Chester Alan Arthur (October 5, 1829 – November 18, 1886) was an American politician who served as the 21st President of the United States. Arthur was a member of the Republican Party and worked as a lawyer before becoming the 20th Vice President under James Garfield. While Garfield was mortally wounded by Charles J. Guiteau on July 2, 1881, he did not die until September 19 of that year, at which time Arthur was sworn in as president, serving until March 4, 1885.

Stephen Grover Cleveland (March 18, 1837 – June 24, 1908) was the 22nd and 24th President of the United States. Cleveland is the only president to serve two non-consecutive terms from March 4, 1885 to March 4, 1889 and March 4, 1893 to March 4,1897 and therefore is the only individual to be counted twice in the numbering of the presidents.

Benjamin Harrison (August 20, 1833 – March 13, 1901) was the 23rd President of the United States, serving one term from  March 4, 1889 to March 4, 1893.

William McKinley, Jr. (January 29, 1843 – September 14, 1901) was the 25th President of the United States, and the last veteran of the American Civil War to be elected to that office. He served from March 4, 1897 to September 14, 1901.

 
 Theodore "Teddy" Roosevelt (October 27, 1858 – January 6, 1919) was the 26th President of the United States. He is noted for his energetic personality, range of interests and achievements, leadership of the Progressive Movement, and his "cowboy" image and robust masculinity. He was a leader of the Republican Party and founder of the short-lived Progressive ("Bull Moose") Party of 1912. Before becoming President during September 14,1901 March 4,1909 he held offices at the municipal, state, and federal level of government. Roosevelt's achievements as a naturalist, explorer, hunter, author, and soldier are as much a part of his fame as any office he held as a politician.

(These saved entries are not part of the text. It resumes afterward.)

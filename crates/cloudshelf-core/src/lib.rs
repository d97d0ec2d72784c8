//! Cloudshelf Core - Domain model and browsing logic
//!
//! This crate contains the hexagonal architecture core with:
//! - **Domain entities** - `CloudAccount`, `CloudFile`, `ServiceType`, `CloudPath`
//! - **Error taxonomy** - `CloudError` returned by every provider operation
//! - **Port definitions** - `ICloudService` for storage providers, `ISettingsStore` for persistence
//! - **Use cases** - `AccountRegistry` (connected accounts) and `FileBrowser` (per-account navigation)
//!
//! # Architecture
//!
//! The domain module contains pure value types with no I/O.
//! Ports define trait interfaces that adapter crates implement
//! (`cloudshelf-mock` for providers, `cloudshelf-cache` for settings).
//! Use cases orchestrate provider adapters through the port interfaces and
//! publish their state to whatever presentation layer is attached.

pub mod config;
pub mod domain;
pub mod ports;
pub mod usecases;
//! Config command - View and manage Cloudshelf configuration
//!
//! Provides the `cloudshelf config` CLI command which:
//! 1. Shows the effective configuration (YAML or JSON) and the keys stored
//!    in the settings database
//! 2. Validates the configuration file and reports every error
//! 3. Writes a default configuration file

use std::path::Path;

use anyhow::{bail, Context, Result};
use clap::Subcommand;
use cloudshelf_cache::SqliteSettingsStore;
use cloudshelf_core::config::Config;
use tracing::info;

use super::AppContext;

#[derive(Debug, Subcommand)]
pub enum ConfigCommand {
    /// Display current configuration
    Show,
    /// Validate configuration file
    Validate,
    /// Write a configuration file with default values
    Init {
        /// Overwrite an existing file
        #[arg(long)]
        force: bool,
    },
}

impl ConfigCommand {
    pub async fn execute(&self, ctx: &AppContext) -> Result<()> {
        match self {
            ConfigCommand::Show => execute_show(ctx).await,
            ConfigCommand::Validate => execute_validate(ctx),
            ConfigCommand::Init { force } => execute_init(ctx, *force),
        }
    }
}

async fn execute_show(ctx: &AppContext) -> Result<()> {
    let formatter = ctx.formatter();

    info!(config_path = %ctx.config_path.display(), "Showing configuration");

    let stored = stored_settings(&ctx.config.storage.database).await?;

    if ctx.is_json() {
        let json = serde_json::to_value(&ctx.config)
            .context("Failed to serialize configuration to JSON")?;
        let stored: Vec<_> = stored
            .iter()
            .map(|(key, updated_at)| serde_json::json!({ "key": key, "updated_at": updated_at }))
            .collect();
        formatter.print_json(&serde_json::json!({
            "config": json,
            "stored_settings": stored,
        }));
    } else {
        formatter.success(&format!("Configuration ({})", ctx.config_path.display()));
        formatter.info("");

        let yaml = serde_yaml::to_string(&ctx.config)
            .context("Failed to serialize configuration to YAML")?;
        for line in yaml.lines() {
            formatter.info(line);
        }

        formatter.info("");
        if stored.is_empty() {
            formatter.info("Settings database: nothing stored yet");
        } else {
            formatter.info(&format!(
                "Settings database ({})",
                ctx.config.storage.database.display()
            ));
            for (key, updated_at) in &stored {
                let updated_at = updated_at.as_deref().unwrap_or("unknown");
                formatter.info(&format!("  {key} (last written {updated_at})"));
            }
        }
    }

    Ok(())
}

/// Keys in the settings database with their last write time
///
/// A database that does not exist yet is reported as empty rather than
/// created.
async fn stored_settings(database: &Path) -> Result<Vec<(String, Option<String>)>> {
    if !database.exists() {
        return Ok(Vec::new());
    }

    let store = SqliteSettingsStore::open(database)
        .await
        .with_context(|| format!("Failed to open settings database at {}", database.display()))?;

    let mut stored = Vec::new();
    for key in store.keys().await.context("Failed to list stored settings")? {
        let updated_at = store
            .updated_at(&key)
            .await
            .with_context(|| format!("Failed to read timestamp of '{key}'"))?;
        stored.push((key, updated_at));
    }
    Ok(stored)
}

fn execute_validate(ctx: &AppContext) -> Result<()> {
    let formatter = ctx.formatter();
    let config_path = &ctx.config_path;

    // Load explicitly: a parse error must be reported, not defaulted away
    let config = match Config::load(config_path) {
        Ok(cfg) => cfg,
        Err(e) => {
            let message = if config_path.exists() {
                format!("Failed to parse configuration: {}", e)
            } else {
                "Configuration file not found. Using defaults.".to_string()
            };

            if ctx.is_json() {
                formatter.print_json(&serde_json::json!({
                    "valid": false,
                    "config_path": config_path.display().to_string(),
                    "errors": [message],
                }));
            } else if config_path.exists() {
                formatter.error(&message);
                formatter.info(&format!("File: {}", config_path.display()));
            } else {
                formatter.info(&format!(
                    "Configuration file not found at {}",
                    config_path.display()
                ));
                formatter.info("Using default configuration. Run 'cloudshelf config init' to create one.");
            }
            return Ok(());
        }
    };

    info!(config_path = %config_path.display(), "Validating configuration");

    let errors = config.validate();

    if ctx.is_json() {
        let error_strings: Vec<String> = errors.iter().map(|e| e.to_string()).collect();
        formatter.print_json(&serde_json::json!({
            "valid": errors.is_empty(),
            "config_path": config_path.display().to_string(),
            "errors": error_strings,
        }));
    } else if errors.is_empty() {
        formatter.success("Configuration is valid");
        formatter.info(&format!("File: {}", config_path.display()));
    } else {
        formatter.error(&format!(
            "Configuration has {} error{}:",
            errors.len(),
            if errors.len() == 1 { "" } else { "s" }
        ));
        formatter.info(&format!("File: {}", config_path.display()));
        formatter.info("");
        for error in &errors {
            formatter.info(&format!("  {} - {}", error.field, error.message));
        }
    }

    Ok(())
}

fn execute_init(ctx: &AppContext, force: bool) -> Result<()> {
    let formatter = ctx.formatter();

    write_default_config(&ctx.config_path, force)?;

    if ctx.is_json() {
        formatter.print_json(&serde_json::json!({
            "success": true,
            "config_path": ctx.config_path.display().to_string(),
        }));
    } else {
        formatter.success(&format!(
            "Wrote default configuration to {}",
            ctx.config_path.display()
        ));
    }
    Ok(())
}

/// Serializes [`Config::default`] to `path`, creating parent directories
fn write_default_config(path: &Path, force: bool) -> Result<()> {
    if path.exists() && !force {
        bail!(
            "Configuration file already exists at {} (use --force to overwrite)",
            path.display()
        );
    }

    if let Some(parent) = path.parent().filter(|p| !p.as_os_str().is_empty()) {
        std::fs::create_dir_all(parent).context("Failed to create configuration directory")?;
    }

    let yaml = serde_yaml::to_string(&Config::default()).context("Failed to serialize configuration")?;
    std::fs::write(path, yaml).context("Failed to write configuration file")?;

    info!(config_path = %path.display(), "Default configuration written");
    Ok(())
}
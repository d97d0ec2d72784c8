//! File browser scenarios over the mock provider

use cloudshelf_core::domain::{CloudPath, ServiceType};
use cloudshelf_core::usecases::BrowserStatus;
use cloudshelf_mock::{MockFailure, MockOperation};

use crate::common::{find, harness, names, path};

#[tokio::test]
async fn test_navigate_into_documents_and_back() {
    let h = harness().await;
    let account = h.registry.connect(ServiceType::Dropbox).await.unwrap();
    let browser = h.browser();

    let root = browser.set_account(account).await;
    assert_eq!(names(&root.files), vec!["Documents", "Photos", "Resume.pdf"]);
    assert_eq!(root.status(), BrowserStatus::Idle(CloudPath::root()));

    let docs = browser
        .navigate_to_folder(find(&root.files, "Documents"))
        .await;
    assert_eq!(docs.current_path, path("/Documents"));
    assert_eq!(
        names(&docs.files),
        vec!["Contract.pdf", "Meeting Notes.txt", "Project Proposal.pdf"]
    );

    let back = browser.navigate_back().await;
    assert!(back.current_path.is_root());
    assert_eq!(back.files, root.files);
    assert!(!back.can_go_back());
}

#[tokio::test]
async fn test_upload_through_browser_reloads_directory() {
    let h = harness().await;
    let account = h.registry.connect(ServiceType::OneDrive).await.unwrap();
    let browser = h.browser();
    let root = browser.set_account(account).await;
    browser
        .navigate_to_folder(find(&root.files, "Documents"))
        .await;

    let state = browser.upload_file(b"draft".to_vec(), "new.txt").await;

    let uploaded = find(&state.files, "new.txt");
    assert_eq!(uploaded.size(), 5);
    assert_eq!(uploaded.parent_path(), path("/Documents"));
    assert!(!state.is_loading());
}

#[tokio::test]
async fn test_collision_surfaces_error_and_keeps_listing() {
    let h = harness().await;
    let account = h.registry.connect(ServiceType::Dropbox).await.unwrap();
    let browser = h.browser();
    let before = browser.set_account(account).await;

    let state = browser.create_folder("Photos").await;

    assert_eq!(state.files, before.files);
    assert!(state.error.unwrap().starts_with("Operation failed"));
}

#[tokio::test]
async fn test_injected_network_failure_recovers_on_retry() {
    let h = harness().await;
    let account = h.registry.connect(ServiceType::GoogleDrive).await.unwrap();
    let browser = h.browser();
    browser.set_account(account).await;
    h.service(ServiceType::GoogleDrive)
        .fail_next(MockOperation::ListFiles, MockFailure::Network)
        .await;

    let failed = browser.refresh().await;
    assert!(failed.files.is_empty());
    assert!(matches!(failed.status(), BrowserStatus::Error { .. }));
    assert!(failed.error.unwrap().starts_with("Network error"));

    let retried = browser.refresh().await;
    assert_eq!(retried.files.len(), 3);
    assert!(!retried.show_error());
}

#[tokio::test]
async fn test_preview_only_loads_previewable_files() {
    let h = harness().await;
    let account = h.registry.connect(ServiceType::Dropbox).await.unwrap();
    let browser = h.browser();
    let root = browser.set_account(account).await;

    let state = browser.load_preview(find(&root.files, "Resume.pdf")).await;
    let preview = state.preview.unwrap();
    assert_eq!(preview.data, b"Mock PDF content for Resume.pdf");

    browser.close_preview();
    let docs = browser
        .navigate_to_folder(find(&root.files, "Documents"))
        .await;
    let state = browser
        .load_preview(find(&docs.files, "Meeting Notes.txt"))
        .await;
    assert!(state.preview.is_none());
    assert!(!state.show_error());
}

#[tokio::test]
async fn test_search_from_subfolder_covers_whole_account() {
    let h = harness().await;
    let account = h.registry.connect(ServiceType::Dropbox).await.unwrap();
    let browser = h.browser();
    let root = browser.set_account(account).await;
    browser
        .navigate_to_folder(find(&root.files, "Photos"))
        .await;

    let state = browser.search("notes").await;

    assert_eq!(names(state.visible_files()), vec!["Meeting Notes.txt"]);
    assert_eq!(state.current_path, path("/Photos"));

    let cleared = browser.clear_search();
    assert_eq!(
        names(cleared.visible_files()),
        vec!["Family.png", "Vacation.jpg"]
    );
}

#[tokio::test]
async fn test_disconnected_account_reports_not_authenticated() {
    let h = harness().await;
    let account = h.registry.connect(ServiceType::ICloudDrive).await.unwrap();
    let browser = h.browser();
    browser.set_account(account.clone()).await;

    h.registry.disconnect(&account).await.unwrap();
    let state = browser.refresh().await;

    assert!(state.files.is_empty());
    assert_eq!(state.error.as_deref(), Some("Not authenticated. Please sign in."));
}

William Howard Taft (September 15, 1857 – March 8, 1930) was the 27th President of the United States and later the 10th Chief Justice of the United States. He is the only person to have served in both offices. He served from March 4, 1909 to March 4, 1913 as the US President.

Thomas Woodrow Wilson (December 28, 1856 – February 3, 1924) was the 28th President of the United States. A leader of the Progressive Movement, he served as President of Princeton University from 1902 to 1910, and then as the Governor of New Jersey from 1911 to 1913. He is the only U.S. President to hold a Ph.D. degree, which he obtained from Johns Hopkins University. He served from
March 4, 1913 to March 4, 1921 as the US President.

Warren Gamaliel Harding (November 2, 1865 – August 2, 1923) was the 29th President of the United States, serving from March 4, 1921 until his death from a heart attack in August 1923. A Republican from Ohio, Harding was an influential newspaper publisher.

John Calvin Coolidge, Jr., (July 4, 1872 – January 5, 1933) was the 30th President of the United States (1923–1929). A Republican lawyer from Vermont, Coolidge worked his way up the ladder of Massachusetts state politics, eventually becoming governor of that state.
He served from August 2, 1923 to March 4, 1929 as the US President.